• What you are asked to do:
In the entries below, the word "bool" appears on some lines. Copy each of those lines.

====================

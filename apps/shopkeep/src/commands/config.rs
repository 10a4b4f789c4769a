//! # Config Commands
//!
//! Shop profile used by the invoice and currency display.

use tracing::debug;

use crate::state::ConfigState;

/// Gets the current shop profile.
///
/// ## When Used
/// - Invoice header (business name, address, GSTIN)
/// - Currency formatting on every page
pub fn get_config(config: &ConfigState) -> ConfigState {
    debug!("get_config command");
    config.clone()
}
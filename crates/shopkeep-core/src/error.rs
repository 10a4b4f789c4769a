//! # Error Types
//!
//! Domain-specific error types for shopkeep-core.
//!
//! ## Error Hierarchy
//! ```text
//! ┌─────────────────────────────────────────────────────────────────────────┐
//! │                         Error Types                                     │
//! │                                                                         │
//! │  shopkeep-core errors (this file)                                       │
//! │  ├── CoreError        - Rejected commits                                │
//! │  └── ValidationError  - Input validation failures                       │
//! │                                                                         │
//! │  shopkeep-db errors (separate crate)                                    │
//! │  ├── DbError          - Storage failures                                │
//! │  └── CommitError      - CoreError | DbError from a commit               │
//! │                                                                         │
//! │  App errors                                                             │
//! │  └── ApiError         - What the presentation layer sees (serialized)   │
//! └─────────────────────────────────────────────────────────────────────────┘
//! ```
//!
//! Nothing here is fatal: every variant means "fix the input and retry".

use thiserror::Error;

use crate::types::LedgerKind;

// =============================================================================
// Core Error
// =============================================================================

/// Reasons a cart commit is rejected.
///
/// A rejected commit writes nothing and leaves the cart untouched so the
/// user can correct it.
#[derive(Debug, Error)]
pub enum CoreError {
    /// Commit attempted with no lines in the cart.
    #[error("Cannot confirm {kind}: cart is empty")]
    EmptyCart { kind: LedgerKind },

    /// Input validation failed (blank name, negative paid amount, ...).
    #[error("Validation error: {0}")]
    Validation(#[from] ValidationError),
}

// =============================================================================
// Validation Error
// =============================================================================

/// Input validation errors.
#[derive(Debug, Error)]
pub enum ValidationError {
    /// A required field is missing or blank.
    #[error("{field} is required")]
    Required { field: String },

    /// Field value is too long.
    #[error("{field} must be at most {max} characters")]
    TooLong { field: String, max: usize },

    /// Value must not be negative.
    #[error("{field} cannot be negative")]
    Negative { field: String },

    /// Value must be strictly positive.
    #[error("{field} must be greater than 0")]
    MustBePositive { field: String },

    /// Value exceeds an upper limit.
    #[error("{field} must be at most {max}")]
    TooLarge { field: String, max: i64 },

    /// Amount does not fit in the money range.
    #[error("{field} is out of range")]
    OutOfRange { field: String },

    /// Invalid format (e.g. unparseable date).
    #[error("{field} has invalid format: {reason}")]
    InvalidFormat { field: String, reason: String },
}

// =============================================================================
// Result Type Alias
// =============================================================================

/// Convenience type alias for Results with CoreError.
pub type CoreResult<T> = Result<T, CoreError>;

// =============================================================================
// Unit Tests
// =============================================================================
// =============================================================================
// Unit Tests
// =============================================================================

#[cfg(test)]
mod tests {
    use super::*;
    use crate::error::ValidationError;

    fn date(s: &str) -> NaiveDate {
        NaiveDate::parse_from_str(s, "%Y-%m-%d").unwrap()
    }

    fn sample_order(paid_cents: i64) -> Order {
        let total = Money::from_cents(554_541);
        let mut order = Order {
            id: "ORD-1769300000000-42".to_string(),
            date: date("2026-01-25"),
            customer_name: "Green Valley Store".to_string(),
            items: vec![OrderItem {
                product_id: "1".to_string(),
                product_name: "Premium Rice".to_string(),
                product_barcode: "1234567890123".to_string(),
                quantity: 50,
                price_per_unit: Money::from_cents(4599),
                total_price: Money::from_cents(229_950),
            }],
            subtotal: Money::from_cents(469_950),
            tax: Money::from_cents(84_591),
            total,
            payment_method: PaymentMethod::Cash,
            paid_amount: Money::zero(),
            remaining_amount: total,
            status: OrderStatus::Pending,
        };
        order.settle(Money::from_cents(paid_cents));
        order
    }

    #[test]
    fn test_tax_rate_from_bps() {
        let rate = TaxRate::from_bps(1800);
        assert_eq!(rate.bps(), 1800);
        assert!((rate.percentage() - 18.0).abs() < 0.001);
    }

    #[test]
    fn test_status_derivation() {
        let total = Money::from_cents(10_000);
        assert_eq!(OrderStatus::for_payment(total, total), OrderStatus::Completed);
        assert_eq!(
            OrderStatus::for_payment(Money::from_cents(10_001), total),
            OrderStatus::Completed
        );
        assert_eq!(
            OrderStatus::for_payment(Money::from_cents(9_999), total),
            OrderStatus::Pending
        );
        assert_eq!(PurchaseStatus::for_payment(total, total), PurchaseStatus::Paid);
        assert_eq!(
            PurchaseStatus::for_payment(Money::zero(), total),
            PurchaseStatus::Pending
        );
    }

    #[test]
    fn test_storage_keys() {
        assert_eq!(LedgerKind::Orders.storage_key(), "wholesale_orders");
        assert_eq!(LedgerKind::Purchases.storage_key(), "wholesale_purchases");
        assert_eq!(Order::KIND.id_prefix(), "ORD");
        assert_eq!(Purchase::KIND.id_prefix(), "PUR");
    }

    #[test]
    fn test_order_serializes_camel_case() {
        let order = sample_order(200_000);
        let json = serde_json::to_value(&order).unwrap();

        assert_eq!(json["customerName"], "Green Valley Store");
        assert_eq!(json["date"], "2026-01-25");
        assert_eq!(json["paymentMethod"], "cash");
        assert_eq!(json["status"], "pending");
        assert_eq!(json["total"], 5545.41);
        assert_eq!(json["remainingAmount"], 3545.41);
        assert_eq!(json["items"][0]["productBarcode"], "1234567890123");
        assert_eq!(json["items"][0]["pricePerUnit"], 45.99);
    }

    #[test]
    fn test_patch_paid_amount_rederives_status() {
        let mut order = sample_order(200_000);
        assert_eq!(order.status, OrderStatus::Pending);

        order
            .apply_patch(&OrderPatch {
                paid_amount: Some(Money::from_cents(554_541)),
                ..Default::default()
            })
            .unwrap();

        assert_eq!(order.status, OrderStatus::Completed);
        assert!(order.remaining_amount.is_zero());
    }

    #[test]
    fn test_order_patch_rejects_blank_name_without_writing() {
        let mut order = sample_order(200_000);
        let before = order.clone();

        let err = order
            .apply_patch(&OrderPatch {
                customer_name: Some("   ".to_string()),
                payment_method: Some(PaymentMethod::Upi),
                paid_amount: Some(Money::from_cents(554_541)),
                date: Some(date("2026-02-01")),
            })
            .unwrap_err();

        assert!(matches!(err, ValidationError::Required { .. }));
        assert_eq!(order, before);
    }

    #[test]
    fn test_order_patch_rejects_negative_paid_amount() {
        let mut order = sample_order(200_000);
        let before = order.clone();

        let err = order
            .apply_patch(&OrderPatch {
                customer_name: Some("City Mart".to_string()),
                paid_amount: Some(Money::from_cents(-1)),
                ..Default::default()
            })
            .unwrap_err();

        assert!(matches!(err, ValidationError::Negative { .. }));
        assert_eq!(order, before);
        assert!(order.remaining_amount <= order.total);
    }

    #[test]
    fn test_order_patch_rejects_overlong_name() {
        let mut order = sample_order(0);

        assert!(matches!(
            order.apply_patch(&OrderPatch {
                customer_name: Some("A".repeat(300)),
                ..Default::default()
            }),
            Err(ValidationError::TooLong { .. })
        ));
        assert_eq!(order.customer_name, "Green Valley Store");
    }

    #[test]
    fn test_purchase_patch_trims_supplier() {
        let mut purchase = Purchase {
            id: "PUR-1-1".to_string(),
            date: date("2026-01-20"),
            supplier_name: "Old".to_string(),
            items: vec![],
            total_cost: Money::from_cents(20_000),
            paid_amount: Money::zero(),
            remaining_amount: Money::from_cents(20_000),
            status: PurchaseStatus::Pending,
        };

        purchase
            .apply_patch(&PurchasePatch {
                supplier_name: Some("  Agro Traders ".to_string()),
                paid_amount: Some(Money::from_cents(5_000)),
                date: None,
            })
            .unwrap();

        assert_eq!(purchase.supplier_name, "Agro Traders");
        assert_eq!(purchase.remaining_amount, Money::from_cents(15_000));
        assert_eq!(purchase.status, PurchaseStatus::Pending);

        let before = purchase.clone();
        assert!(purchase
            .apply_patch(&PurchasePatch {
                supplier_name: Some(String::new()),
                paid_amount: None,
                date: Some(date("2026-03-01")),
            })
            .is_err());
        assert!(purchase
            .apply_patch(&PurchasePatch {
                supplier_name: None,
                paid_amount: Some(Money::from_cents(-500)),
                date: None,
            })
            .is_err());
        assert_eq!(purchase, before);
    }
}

====================

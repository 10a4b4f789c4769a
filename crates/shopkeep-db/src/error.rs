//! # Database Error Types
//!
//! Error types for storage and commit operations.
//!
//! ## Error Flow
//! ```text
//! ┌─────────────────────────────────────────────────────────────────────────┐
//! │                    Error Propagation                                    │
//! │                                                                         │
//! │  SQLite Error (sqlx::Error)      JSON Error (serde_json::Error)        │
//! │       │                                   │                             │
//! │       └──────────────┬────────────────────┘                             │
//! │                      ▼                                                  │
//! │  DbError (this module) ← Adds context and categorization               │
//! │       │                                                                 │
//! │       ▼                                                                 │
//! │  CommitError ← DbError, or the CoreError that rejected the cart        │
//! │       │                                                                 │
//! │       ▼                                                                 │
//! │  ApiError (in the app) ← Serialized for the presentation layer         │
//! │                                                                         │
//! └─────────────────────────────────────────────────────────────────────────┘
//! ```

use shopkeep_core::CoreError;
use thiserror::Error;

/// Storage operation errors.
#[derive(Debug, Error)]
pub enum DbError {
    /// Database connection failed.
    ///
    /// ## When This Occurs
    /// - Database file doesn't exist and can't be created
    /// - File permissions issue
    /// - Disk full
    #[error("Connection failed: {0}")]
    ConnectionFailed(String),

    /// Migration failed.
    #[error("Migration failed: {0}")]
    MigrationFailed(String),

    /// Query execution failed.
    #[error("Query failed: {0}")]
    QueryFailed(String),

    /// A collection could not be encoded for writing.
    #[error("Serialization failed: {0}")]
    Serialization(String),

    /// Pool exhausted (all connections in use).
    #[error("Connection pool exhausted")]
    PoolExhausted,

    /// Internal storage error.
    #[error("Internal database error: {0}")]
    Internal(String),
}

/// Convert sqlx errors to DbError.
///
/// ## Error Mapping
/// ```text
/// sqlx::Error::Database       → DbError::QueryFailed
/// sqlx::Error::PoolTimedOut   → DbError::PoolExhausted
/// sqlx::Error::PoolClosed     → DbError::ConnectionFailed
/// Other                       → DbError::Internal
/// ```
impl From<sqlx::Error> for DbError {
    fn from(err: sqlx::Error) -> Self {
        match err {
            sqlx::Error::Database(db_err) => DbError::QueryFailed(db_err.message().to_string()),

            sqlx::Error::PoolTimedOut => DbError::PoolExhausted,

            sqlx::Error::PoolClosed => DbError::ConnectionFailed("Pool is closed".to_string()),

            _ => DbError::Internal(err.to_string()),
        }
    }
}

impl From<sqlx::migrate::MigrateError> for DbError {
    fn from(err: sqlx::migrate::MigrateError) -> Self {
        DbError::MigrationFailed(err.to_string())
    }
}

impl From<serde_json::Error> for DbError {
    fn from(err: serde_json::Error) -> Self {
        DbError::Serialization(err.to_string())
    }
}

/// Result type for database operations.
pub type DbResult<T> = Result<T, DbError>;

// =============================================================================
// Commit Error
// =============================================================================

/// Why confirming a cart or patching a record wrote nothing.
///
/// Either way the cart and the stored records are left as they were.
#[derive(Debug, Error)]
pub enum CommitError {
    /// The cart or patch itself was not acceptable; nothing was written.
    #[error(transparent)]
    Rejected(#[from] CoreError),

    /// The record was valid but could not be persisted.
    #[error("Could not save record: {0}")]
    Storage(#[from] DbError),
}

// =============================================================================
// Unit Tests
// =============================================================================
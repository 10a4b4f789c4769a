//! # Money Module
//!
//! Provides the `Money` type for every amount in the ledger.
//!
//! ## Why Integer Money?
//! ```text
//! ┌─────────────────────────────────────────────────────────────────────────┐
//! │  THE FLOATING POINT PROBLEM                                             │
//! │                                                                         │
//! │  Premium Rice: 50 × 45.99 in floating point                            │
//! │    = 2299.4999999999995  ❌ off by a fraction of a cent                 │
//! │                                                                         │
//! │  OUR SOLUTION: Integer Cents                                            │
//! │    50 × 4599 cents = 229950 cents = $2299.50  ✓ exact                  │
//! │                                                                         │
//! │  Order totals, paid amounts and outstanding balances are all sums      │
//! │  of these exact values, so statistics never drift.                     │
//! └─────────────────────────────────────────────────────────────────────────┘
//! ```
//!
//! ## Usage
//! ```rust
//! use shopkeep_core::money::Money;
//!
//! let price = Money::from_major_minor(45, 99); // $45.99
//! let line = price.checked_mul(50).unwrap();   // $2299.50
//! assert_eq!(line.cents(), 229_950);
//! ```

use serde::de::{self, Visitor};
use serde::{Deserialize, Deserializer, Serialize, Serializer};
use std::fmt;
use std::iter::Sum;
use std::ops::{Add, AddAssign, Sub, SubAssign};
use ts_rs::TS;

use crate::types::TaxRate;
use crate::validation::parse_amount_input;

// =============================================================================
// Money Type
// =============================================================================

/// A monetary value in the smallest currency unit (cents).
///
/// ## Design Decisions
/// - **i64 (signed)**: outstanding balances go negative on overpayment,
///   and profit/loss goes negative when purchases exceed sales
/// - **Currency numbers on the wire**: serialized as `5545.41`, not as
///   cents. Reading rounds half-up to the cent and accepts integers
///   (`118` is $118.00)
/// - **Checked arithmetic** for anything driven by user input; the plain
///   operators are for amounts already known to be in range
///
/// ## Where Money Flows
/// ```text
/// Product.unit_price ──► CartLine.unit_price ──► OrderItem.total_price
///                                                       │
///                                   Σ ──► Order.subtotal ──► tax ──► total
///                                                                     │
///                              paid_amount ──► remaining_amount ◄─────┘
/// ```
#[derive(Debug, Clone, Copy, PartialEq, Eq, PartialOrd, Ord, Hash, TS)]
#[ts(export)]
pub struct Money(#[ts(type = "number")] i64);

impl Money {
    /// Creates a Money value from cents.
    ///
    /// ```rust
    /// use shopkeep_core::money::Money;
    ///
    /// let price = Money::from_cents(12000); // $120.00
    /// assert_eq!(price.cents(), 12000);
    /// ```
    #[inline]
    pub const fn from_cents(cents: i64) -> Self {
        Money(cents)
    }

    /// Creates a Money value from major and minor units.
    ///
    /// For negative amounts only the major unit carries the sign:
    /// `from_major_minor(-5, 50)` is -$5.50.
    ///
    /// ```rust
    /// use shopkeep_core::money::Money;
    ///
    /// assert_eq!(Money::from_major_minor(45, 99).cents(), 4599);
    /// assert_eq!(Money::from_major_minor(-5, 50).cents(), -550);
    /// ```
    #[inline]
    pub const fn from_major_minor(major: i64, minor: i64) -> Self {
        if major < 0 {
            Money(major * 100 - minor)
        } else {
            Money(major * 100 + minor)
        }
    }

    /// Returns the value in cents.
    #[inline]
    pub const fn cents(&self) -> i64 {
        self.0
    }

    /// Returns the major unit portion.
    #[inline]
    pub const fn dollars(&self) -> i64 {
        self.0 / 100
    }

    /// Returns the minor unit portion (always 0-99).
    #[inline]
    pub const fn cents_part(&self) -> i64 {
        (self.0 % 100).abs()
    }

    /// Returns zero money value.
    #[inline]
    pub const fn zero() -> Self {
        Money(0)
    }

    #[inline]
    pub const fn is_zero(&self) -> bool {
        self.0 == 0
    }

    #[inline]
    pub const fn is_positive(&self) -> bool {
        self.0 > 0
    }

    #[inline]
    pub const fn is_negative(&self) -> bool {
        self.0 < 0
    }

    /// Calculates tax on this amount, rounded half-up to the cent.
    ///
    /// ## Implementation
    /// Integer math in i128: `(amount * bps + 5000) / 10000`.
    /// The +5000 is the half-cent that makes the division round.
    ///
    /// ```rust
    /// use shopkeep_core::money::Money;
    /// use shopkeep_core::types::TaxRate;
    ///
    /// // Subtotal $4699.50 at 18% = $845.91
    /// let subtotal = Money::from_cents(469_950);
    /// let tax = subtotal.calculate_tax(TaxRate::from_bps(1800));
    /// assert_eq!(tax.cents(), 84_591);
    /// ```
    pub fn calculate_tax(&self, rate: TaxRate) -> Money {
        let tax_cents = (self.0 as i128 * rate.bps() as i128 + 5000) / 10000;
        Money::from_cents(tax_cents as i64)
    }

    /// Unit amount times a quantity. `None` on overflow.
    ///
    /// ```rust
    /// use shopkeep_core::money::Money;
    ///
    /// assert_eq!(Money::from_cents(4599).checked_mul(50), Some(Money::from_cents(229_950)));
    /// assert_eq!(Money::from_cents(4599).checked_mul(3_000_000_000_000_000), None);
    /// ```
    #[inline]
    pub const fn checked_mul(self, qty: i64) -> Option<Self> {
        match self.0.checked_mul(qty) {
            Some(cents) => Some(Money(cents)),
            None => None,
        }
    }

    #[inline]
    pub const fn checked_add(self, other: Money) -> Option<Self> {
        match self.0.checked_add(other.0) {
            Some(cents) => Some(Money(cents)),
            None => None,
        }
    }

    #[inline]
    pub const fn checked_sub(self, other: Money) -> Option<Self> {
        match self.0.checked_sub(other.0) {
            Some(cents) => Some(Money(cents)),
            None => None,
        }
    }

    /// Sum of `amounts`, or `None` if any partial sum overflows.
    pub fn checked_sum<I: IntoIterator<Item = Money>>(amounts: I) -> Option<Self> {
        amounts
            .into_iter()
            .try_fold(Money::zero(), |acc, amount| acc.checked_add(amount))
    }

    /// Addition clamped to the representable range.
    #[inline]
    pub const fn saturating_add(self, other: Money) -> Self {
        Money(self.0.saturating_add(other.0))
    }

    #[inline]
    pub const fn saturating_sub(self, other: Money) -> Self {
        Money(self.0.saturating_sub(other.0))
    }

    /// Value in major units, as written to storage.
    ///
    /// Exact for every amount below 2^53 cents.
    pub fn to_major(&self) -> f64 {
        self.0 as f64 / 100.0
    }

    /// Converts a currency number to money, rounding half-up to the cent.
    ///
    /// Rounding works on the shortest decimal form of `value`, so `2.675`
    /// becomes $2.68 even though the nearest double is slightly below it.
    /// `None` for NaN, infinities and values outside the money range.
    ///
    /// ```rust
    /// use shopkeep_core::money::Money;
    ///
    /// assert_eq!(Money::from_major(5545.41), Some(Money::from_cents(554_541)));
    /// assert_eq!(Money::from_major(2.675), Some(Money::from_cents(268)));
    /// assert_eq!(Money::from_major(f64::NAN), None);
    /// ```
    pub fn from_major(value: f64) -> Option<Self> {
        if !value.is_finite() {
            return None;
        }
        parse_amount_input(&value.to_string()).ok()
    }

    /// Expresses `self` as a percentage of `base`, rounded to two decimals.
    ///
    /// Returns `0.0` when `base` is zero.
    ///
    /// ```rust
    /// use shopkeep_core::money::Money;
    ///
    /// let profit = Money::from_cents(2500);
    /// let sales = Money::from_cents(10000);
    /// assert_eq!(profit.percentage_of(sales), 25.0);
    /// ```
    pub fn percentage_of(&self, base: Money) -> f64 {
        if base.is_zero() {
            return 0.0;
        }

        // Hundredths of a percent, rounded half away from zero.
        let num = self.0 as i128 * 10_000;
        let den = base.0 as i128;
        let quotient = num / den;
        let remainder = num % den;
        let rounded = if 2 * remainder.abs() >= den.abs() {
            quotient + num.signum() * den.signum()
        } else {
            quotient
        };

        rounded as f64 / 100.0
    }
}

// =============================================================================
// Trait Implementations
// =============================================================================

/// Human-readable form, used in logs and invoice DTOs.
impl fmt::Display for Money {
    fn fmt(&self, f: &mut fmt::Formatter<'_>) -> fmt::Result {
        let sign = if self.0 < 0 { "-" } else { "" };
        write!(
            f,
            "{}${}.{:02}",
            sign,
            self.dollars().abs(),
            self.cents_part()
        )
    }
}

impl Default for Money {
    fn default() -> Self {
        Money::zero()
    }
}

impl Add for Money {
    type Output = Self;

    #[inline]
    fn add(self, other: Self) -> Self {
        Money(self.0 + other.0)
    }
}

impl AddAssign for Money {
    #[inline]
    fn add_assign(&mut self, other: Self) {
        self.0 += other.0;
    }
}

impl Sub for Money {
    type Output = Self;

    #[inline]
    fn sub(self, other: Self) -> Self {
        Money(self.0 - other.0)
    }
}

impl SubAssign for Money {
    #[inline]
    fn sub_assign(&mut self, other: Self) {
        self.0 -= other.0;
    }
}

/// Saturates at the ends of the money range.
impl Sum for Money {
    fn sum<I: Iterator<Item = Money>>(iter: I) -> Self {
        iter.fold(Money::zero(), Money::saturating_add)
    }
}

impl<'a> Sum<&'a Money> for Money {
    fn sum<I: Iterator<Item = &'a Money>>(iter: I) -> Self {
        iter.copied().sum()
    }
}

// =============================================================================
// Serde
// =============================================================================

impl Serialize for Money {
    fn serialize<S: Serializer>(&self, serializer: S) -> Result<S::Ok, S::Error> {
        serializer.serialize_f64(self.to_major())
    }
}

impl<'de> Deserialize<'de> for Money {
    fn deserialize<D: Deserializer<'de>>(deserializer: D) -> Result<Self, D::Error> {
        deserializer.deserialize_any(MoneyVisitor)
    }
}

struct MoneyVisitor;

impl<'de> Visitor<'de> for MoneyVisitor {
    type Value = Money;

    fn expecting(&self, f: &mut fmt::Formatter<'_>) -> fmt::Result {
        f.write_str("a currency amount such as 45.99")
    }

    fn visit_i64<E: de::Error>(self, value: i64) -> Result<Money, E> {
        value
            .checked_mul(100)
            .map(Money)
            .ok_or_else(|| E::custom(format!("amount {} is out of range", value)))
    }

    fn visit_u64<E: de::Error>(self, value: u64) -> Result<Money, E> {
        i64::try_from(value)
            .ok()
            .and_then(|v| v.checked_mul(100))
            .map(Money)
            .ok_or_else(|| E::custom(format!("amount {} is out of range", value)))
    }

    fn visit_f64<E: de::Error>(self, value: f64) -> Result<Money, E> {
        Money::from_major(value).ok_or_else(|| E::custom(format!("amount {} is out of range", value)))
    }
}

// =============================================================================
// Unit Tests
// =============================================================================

====================

• Answer for this exercise:
    pub const fn is_zero(&self) -> bool {
    pub const fn is_positive(&self) -> bool {
    pub const fn is_negative(&self) -> bool {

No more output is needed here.